170 Mass. 120 | Mass. | 1898

Holmes, J.

This case was tried in the Superior Court, and is here on report. It was a bill in equity brought to redeem land from a mortgage. The defendant Richards pleaded a foreclosure, and there was a general replication. The first question of any importance raised at the hearing is whether on these pleadings evidence was admissible that the foreclosure was fraudulent. As the replication was in the form required by Rule 15, we assume this to mean a question whether the evidence was admissible without amending the bill. The defendant relies on the principle that the court will not go into charges of fraud unless they are specific, and no doubt the principle is correct where fraud is set up as a ground of relief. But if an amendment were necessary, undoubtedly it would be allowed, as the defendant did not suggest surprise or ask for delay or for a specification of the particulars of fraud relied on, bpt went on and offered his evidence of good faith, and manifestly is insisting on the objection solely in the hope of gaining by what under the circumstances is a technicality. But further, by the rule obtaining in this Commonwealth, if the foreclosure was fraudulent, the plaintiff did not need to come into court for relief, but could avoid the effect of the fraudulent act by his own election in pais. Bassett v. Brown, 100 Mass. 355. Billings v. Mann, 156 Mass. 203, 204. This being so, it is a question which need not be decided whether he was not at liberty to manifest his election by filing a bill to redeem, ignoring the alleged foreclosure, and, if the defendant pleaded it, to rely upon his general denial in the replication. This bill seeks no relief against the foreclosure, but proceeds on the footing that it has been avoided ab initio.

*123One other formal objection is made. It is argued that if the second mortgage, on which the original plaintiff founded his right to redeem, has been foreclosed, this bill cannot be prosecuted by his executrix, and that by alleging a foreclosure she has amended herself out of court. The short answer to this is to be found in Pub. Sts. c. 181, § 40. In what follows, for the sake of simplicity, we shall speak as if Long still were the plaintiff, and as if Richards, the first mortgagee, were the sole defendant.

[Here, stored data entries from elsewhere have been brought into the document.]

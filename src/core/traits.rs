//! DI "Interfaces"

use crate::core::engine::EngineError;
use crate::core::engine::agent::ChatAgent;
use crate::core::engine::events::{EventSink, SubProcessEvent};
use crate::core::error::ServiceError;
use crate::infrastructure::entities;
use crate::infrastructure::entities::{MessageRole, MessageStatus};
use async_trait::async_trait;
use uuid::Uuid;

#[async_trait]
pub trait ConversationService: Send + Sync {
    /// Lists all conversations, oldest first.
    async fn list_conversations(&self) -> Result<Vec<entities::Conversation>, ServiceError>;

    /// Creates a new conversation over the given documents.
    async fn create_conversation(
        &self,
        document_ids: Vec<String>,
    ) -> Result<entities::ConversationDetail, ServiceError>;

    /// Loads a conversation with its messages and selected documents.
    ///
    /// Returns `ConversationNotFound` if it doesn't exist.
    async fn get_conversation(
        &self,
        conversation_id: Uuid,
    ) -> Result<entities::ConversationDetail, ServiceError>;

    /// List all messages in a conversation.
    async fn list_messages(
        &self,
        conversation_id: Uuid,
    ) -> Result<Vec<entities::Message>, ServiceError>;

    /// Creates a new message in a conversation.
    ///
    /// The helper functions `create_X_message` should be used instead for clarity.
    async fn create_message(
        &self,
        conversation_id: Uuid,
        role: MessageRole,
        status: MessageStatus,
        content: String,
    ) -> Result<entities::Message, ServiceError>;

    /// Stores a finished user message.
    async fn create_user_message(
        &self,
        conversation_id: Uuid,
        content: String,
    ) -> Result<entities::Message, ServiceError> {
        self.create_message(
            conversation_id,
            MessageRole::User,
            MessageStatus::Success,
            content,
        )
        .await
    }

    /// Stores an empty assistant message to be filled in once generation ends.
    async fn create_pending_assistant_message(
        &self,
        conversation_id: Uuid,
    ) -> Result<entities::Message, ServiceError> {
        self.create_message(
            conversation_id,
            MessageRole::Assistant,
            MessageStatus::Pending,
            String::new(),
        )
        .await
    }

    async fn update_message(
        &self,
        message_id: Uuid,
        status: MessageStatus,
        content: String,
    ) -> Result<entities::Message, ServiceError>;

    /// Appends a sub-process event to the message's record.
    async fn record_sub_process(
        &self,
        message_id: Uuid,
        event: &SubProcessEvent,
    ) -> Result<entities::MessageSubProcess, ServiceError>;
}

#[async_trait]
pub trait ChatEngineFactory: Send + Sync {
    /// Assembles the chat agent answering within the given conversation.
    async fn get_chat_engine(
        &self,
        conversation: &entities::ConversationDetail,
        events: EventSink,
    ) -> Result<ChatAgent, EngineError>;
}
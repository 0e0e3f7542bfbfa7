//! Per-document vector indices and the builder that loads or rebuilds them.

use super::loader::{DocumentLoader, split_into_nodes};
use super::storage::{IndexStruct, StorageContext, StorageContextCache};
use super::{EngineError, ServiceContext};
use crate::infrastructure::entities::SubProcessSource;
use crate::infrastructure::settings::Settings;
use crate::infrastructure::traits::VectorStore;
use crate::infrastructure::vector_store::{EmbeddedNode, MetadataFilters, ScoredNode, VectorStoreQuery};
use di::{Ref, inject, injectable};
use log::{debug, error, info};
use serde_json::json;
use std::collections::{BTreeMap, HashMap};
use std::path::{Path, PathBuf};
use std::sync::Arc;
use thiserror::Error;

/// Texts sent to the embedding model per request.
const EMBED_BATCH_SIZE: usize = 100;

#[derive(Debug, Error)]
pub enum IndexError {
    #[error("no index with id {0} in storage")]
    MissingIndex(String),
}

pub type DocIndexMap = BTreeMap<String, Arc<VectorIndex>>;

/// A vector index over the nodes of one document.
pub struct VectorIndex {
    index_struct: IndexStruct,
    storage: Arc<StorageContext>,
    service_context: ServiceContext,
}

impl VectorIndex {
    pub fn index_id(&self) -> &str {
        &self.index_struct.index_id
    }

    pub fn node_ids(&self) -> &[String] {
        &self.index_struct.node_ids
    }

    pub fn service_context(&self) -> &ServiceContext {
        &self.service_context
    }

    /// Returns the `top_k` nodes most similar to `query` that pass `filters`.
    pub async fn retrieve(
        &self,
        query: &str,
        filters: &MetadataFilters,
        top_k: usize,
    ) -> Result<Vec<ScoredNode>, EngineError> {
        let mut embeddings = self
            .service_context
            .embedder
            .embed(&[query.to_owned()])
            .await?;
        let embedding = embeddings.pop().unwrap_or_default();

        let nodes = self
            .storage
            .vector_store()
            .query(&VectorStoreQuery {
                embedding,
                top_k,
                filters: filters.clone(),
            })
            .await?;
        Ok(nodes)
    }
}

/// Looks up the index structure of every id, failing on the first one missing.
pub async fn load_indices_from_storage(
    storage: &Arc<StorageContext>,
    index_ids: &[String],
    service_context: &ServiceContext,
) -> Result<Vec<VectorIndex>, IndexError> {
    let snapshot = storage.index_structs(index_ids).await;
    indices_from_snapshot(storage, index_ids, snapshot, service_context)
}

fn indices_from_snapshot(
    storage: &Arc<StorageContext>,
    index_ids: &[String],
    snapshot: Vec<Option<IndexStruct>>,
    service_context: &ServiceContext,
) -> Result<Vec<VectorIndex>, IndexError> {
    index_ids
        .iter()
        .zip(snapshot)
        .map(|(index_id, index_struct)| {
            let index_struct =
                index_struct.ok_or_else(|| IndexError::MissingIndex(index_id.clone()))?;
            Ok(VectorIndex {
                index_struct,
                storage: storage.clone(),
                service_context: service_context.clone(),
            })
        })
        .collect()
}

/// Builds the document id to index map for a conversation, loading persisted
/// indices and rebuilding when any of them is missing.
pub struct IndexBuilder {
    loader: DocumentLoader,
    persist_dir: PathBuf,
    vector_store: Arc<dyn VectorStore>,
    cache: Arc<StorageContextCache>,
    build_locks: std::sync::Mutex<HashMap<String, Arc<tokio::sync::Mutex<()>>>>,
}

#[injectable]
impl IndexBuilder {
    #[inject]
    pub fn create(
        settings: Ref<Settings>,
        vector_store: Ref<dyn VectorStore>,
        cache: Ref<StorageContextCache>,
    ) -> IndexBuilder {
        IndexBuilder::new(
            settings.upload_dir.clone(),
            settings.persist_dir.clone(),
            vector_store,
            cache,
        )
    }
}

impl IndexBuilder {
    pub fn new(
        upload_dir: impl Into<PathBuf>,
        persist_dir: impl Into<PathBuf>,
        vector_store: Arc<dyn VectorStore>,
        cache: Arc<StorageContextCache>,
    ) -> Self {
        IndexBuilder {
            loader: DocumentLoader::new(upload_dir),
            persist_dir: persist_dir.into(),
            vector_store,
            cache,
            build_locks: std::sync::Mutex::new(HashMap::new()),
        }
    }

    pub fn persist_dir(&self) -> &Path {
        &self.persist_dir
    }

    pub async fn build_doc_id_to_index_map(
        &self,
        service_context: &ServiceContext,
        documents: &[String],
    ) -> Result<DocIndexMap, EngineError> {
        let storage = self
            .cache
            .get_or_create(&self.persist_dir, self.vector_store.clone())
            .await?;

        let snapshot = storage.index_structs(documents).await;
        match indices_from_snapshot(&storage, documents, snapshot.clone(), service_context) {
            Ok(indices) => {
                debug!("Loaded indices from storage.");
                Ok(documents
                    .iter()
                    .cloned()
                    .zip(indices.into_iter().map(Arc::new))
                    .collect())
            }
            Err(IndexError::MissingIndex(index_id)) => {
                error!("Failed to load index {index_id} from storage; creating new indices.");
                let seen = documents.iter().cloned().zip(snapshot).collect();
                self.rebuild(&storage, service_context, documents, seen)
                    .await
            }
        }
    }

    async fn rebuild(
        &self,
        storage: &Arc<StorageContext>,
        service_context: &ServiceContext,
        documents: &[String],
        seen: HashMap<String, Option<IndexStruct>>,
    ) -> Result<DocIndexMap, EngineError> {
        let mut doc_ids: Vec<&String> = documents.iter().collect();
        doc_ids.sort();
        doc_ids.dedup();

        let mut indices = DocIndexMap::new();
        for doc_id in doc_ids {
            let lock = self.build_lock(doc_id);
            let built = {
                let _guard = lock.lock().await;

                // another request may have built it while we waited
                let seen_before = seen.get(doc_id).and_then(Option::as_ref);
                match storage.index_struct(doc_id).await {
                    Some(existing) if seen_before != Some(&existing) => Ok(existing),
                    _ => self.build_index(storage, service_context, doc_id).await,
                }
            };
            self.release_build_lock(doc_id, lock);
            let index_struct = built?;

            indices.insert(
                doc_id.clone(),
                Arc::new(VectorIndex {
                    index_struct,
                    storage: storage.clone(),
                    service_context: service_context.clone(),
                }),
            );
        }

        Ok(indices)
    }

    fn build_lock(&self, doc_id: &str) -> Arc<tokio::sync::Mutex<()>> {
        let mut locks = self
            .build_locks
            .lock()
            .unwrap_or_else(|poisoned| poisoned.into_inner());
        locks.entry(doc_id.to_owned()).or_default().clone()
    }

    /// Drops the lock entry once no other build holds or waits on it.
    fn release_build_lock(&self, doc_id: &str, lock: Arc<tokio::sync::Mutex<()>>) {
        let mut locks = self
            .build_locks
            .lock()
            .unwrap_or_else(|poisoned| poisoned.into_inner());
        // one reference in the map, one in `lock`
        if Arc::strong_count(&lock) == 2 {
            locks.remove(doc_id);
        }
    }

    /// Loads, chunks and embeds one document, replacing whatever the storage
    /// held for it before, then persists the storage.
    async fn build_index(
        &self,
        storage: &StorageContext,
        service_context: &ServiceContext,
        doc_id: &str,
    ) -> Result<IndexStruct, EngineError> {
        info!("Building index for {doc_id}");
        let documents = self.loader.load(doc_id).await?;
        let nodes = split_into_nodes(
            &documents,
            service_context.chunk_size,
            service_context.chunk_overlap,
        );
        service_context.events.finished(
            SubProcessSource::NodeParsing,
            json!({ "document": doc_id, "nodes": nodes.len() }),
        );

        let mut embeddings = Vec::with_capacity(nodes.len());
        for batch in nodes.chunks(EMBED_BATCH_SIZE) {
            let texts: Vec<String> = batch.iter().map(|node| node.text.clone()).collect();
            embeddings.extend(service_context.embedder.embed(&texts).await?);
        }
        service_context.events.finished(
            SubProcessSource::Embedding,
            json!({ "document": doc_id, "embeddings": embeddings.len() }),
        );

        let vector_store = storage.vector_store();
        vector_store.delete_document(doc_id).await?;
        storage.remove_document_nodes(doc_id).await;

        storage.add_nodes(&nodes).await;
        let index_struct = IndexStruct {
            index_id: doc_id.to_owned(),
            node_ids: nodes.iter().map(|node| node.node_id.clone()).collect(),
        };
        vector_store
            .add(
                nodes
                    .into_iter()
                    .zip(embeddings)
                    .map(|(node, embedding)| EmbeddedNode { node, embedding })
                    .collect(),
            )
            .await?;
        storage.set_index_struct(index_struct.clone()).await;

        storage.persist(&self.persist_dir).await?;
        Ok(index_struct)
    }
}
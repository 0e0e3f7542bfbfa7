//! Fixed prompt templates, rendered with minijinja.

use minijinja::{Environment, Value, context};

const SYSTEM_PROMPT: &str = r#"You are an expert analyst that always answers questions with the most relevant information using the tools at your disposal.
These tools have information regarding documents that the user has expressed interest in.
Here are some guidelines that you must follow:
* For questions about the documents, you must use the tools to find the answer and then write a response.
* Even if it seems like your tools won't be able to answer the question, you must still use them to find the most relevant information and insights.
* You may assume that the user's questions are related to the documents they've selected.
* If your tools are unable to find an answer, you should say that you haven't found an answer but still relay any useful information the tools found.

The tools at your disposal have access to the following documents that the user has selected to discuss with you:
{{ doc_titles }}

The current date is: {{ curr_date }}
"#;

const SUB_QUESTION_PROMPT: &str = r#"You are a world class state of the art agent.

You have access to multiple tools, each representing a different data source or API.
Each of the tools has a name and a description, formatted as a JSON dictionary.
The keys of the dictionary are the names of the tools and the values are the descriptions.
Your purpose is to help answer a complex user question by generating a list of sub questions that can be answered by the tools.

These are the guidelines you consider when completing your task:
* Be as specific as possible
* The sub questions should be relevant to the user question
* The sub questions should be answerable by the tools provided
* You can only generate up to three sub questions for each tool
* Tools must be specified by their name, not their description
* You don't need to use a tool if you don't think it's relevant

Output the list of sub questions by calling the {{ function_name }} function.

## Tools
```json
{{ tools_str }}
```

## User Question
{{ query_str }}
"#;

const DOCUMENT_TOOL_DESCRIPTION: &str = "A document({{ name }}) containing useful information that the user pre-selected to discuss with the assistant.";

/// Description of the composite engine, as presented to the agent.
pub const QUALITATIVE_ENGINE_DESCRIPTION: &str = "A query engine that can answer qualitative questions about a set of documents that the user pre-selected for the conversation.
Any questions about company-related headwinds, tailwinds, risks, sentiments, or administrative information should be asked here.";

const TEXT_QA_PROMPT: &str = r#"Context information is below.
---------------------
{{ context_str }}
---------------------
Given the context information and not prior knowledge, answer the query.
Query: {{ query_str }}
Answer: "#;

const SUB_QUESTION_SYNTHESIS_PROMPT: &str = r#"The user selected the following documents for this conversation:
{{ doc_titles }}

Answers to sub questions derived from the user question are below.
---------------------
{% for item in qa_pairs %}
Sub question: {{ item.question }}
Response: {{ item.answer }}
{% endfor %}
---------------------
Using only the information above, answer the query. Mention which document each fact came from.
Query: {{ query_str }}
Answer: "#;

fn render(source: &str, ctx: Value) -> Result<String, minijinja::Error> {
    let mut env = Environment::new();
    env.set_trim_blocks(true);
    env.render_str(source, ctx)
}

/// Bullet list of document titles, or a placeholder when nothing is selected.
pub fn document_titles(display_names: &[String]) -> String {
    if display_names.is_empty() {
        return "No documents selected.".to_owned();
    }

    display_names
        .iter()
        .map(|name| format!("- {name}"))
        .collect::<Vec<_>>()
        .join("\n")
}

pub fn system_prompt(doc_titles: &str, curr_date: &str) -> Result<String, minijinja::Error> {
    render(
        SYSTEM_PROMPT,
        context! { doc_titles => doc_titles, curr_date => curr_date },
    )
}

pub fn sub_question_prompt(
    function_name: &str,
    tools_str: &str,
    query_str: &str,
) -> Result<String, minijinja::Error> {
    render(
        SUB_QUESTION_PROMPT,
        context! { function_name => function_name, tools_str => tools_str, query_str => query_str },
    )
}

pub fn document_tool_description(display_name: &str) -> Result<String, minijinja::Error> {
    render(DOCUMENT_TOOL_DESCRIPTION, context! { name => display_name })
}

pub fn text_qa_prompt(context_str: &str, query_str: &str) -> Result<String, minijinja::Error> {
    render(
        TEXT_QA_PROMPT,
        context! { context_str => context_str, query_str => query_str },
    )
}

pub fn sub_question_synthesis_prompt(
    doc_titles: &str,
    qa_pairs: &[(String, String)],
    query_str: &str,
) -> Result<String, minijinja::Error> {
    let qa_pairs: Vec<Value> = qa_pairs
        .iter()
        .map(|(question, answer)| context! { question => question, answer => answer })
        .collect();

    render(
        SUB_QUESTION_SYNTHESIS_PROMPT,
        context! { doc_titles => doc_titles, qa_pairs => qa_pairs, query_str => query_str },
    )
}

It is argued that, if the question of fraud is open, the evidence discloses none. The justice who heard and saw the witnesses found that the plaintiff had made out his case, so that the only question for us is whether the desiccated leaves of the report clearly show that he was wrong. The principal of the debt was not due, and the default for which the foreclosure was attempted was in payment of six months’ interest, which, according to the plaintiff’s testimony, his cestui que trust and agent, who had paid it on former occasions, made not less than nine attempts to pay without being able to find the defendant’s lawyer in his office. The sale was advertised on the month when the interest fell due, and no notice was given of the fact to the plaintiff, although it is only fair to say that a reputable witness for the defendant testified that the plaintiff had expressed indifference on the matter, and although the defendant perhaps did not know of the interest of the cestui que trust. In the notice the premises were stated to be subject to large mortgages, which in fact had been paid off and released by deeds recorded in the registry. The place of the sale was on the premises at Nantasket Beach; the time, November 12, at four o’clock in the afternoon. That is to say, it was toward dusk on a deserted beach. There would seem to have been no public conveyance to the premises. No notice of the sale was put up there. Naturally, under these circumstances, an agent of the mortgagee was the only bidder, and, according to the plaintiff’s evidence, he bid an inadequate price. Assuming without deciding that the grave mistake in the notice did not make the sale void, in the sense that it went for nothing unless affirmed by the parties interested, (Donohue v. Chase, 130 Mass. 137,) we cannot say that the facts recited did not warrant the finding of the judge that it was at least voidable at the choice of the mortgagor.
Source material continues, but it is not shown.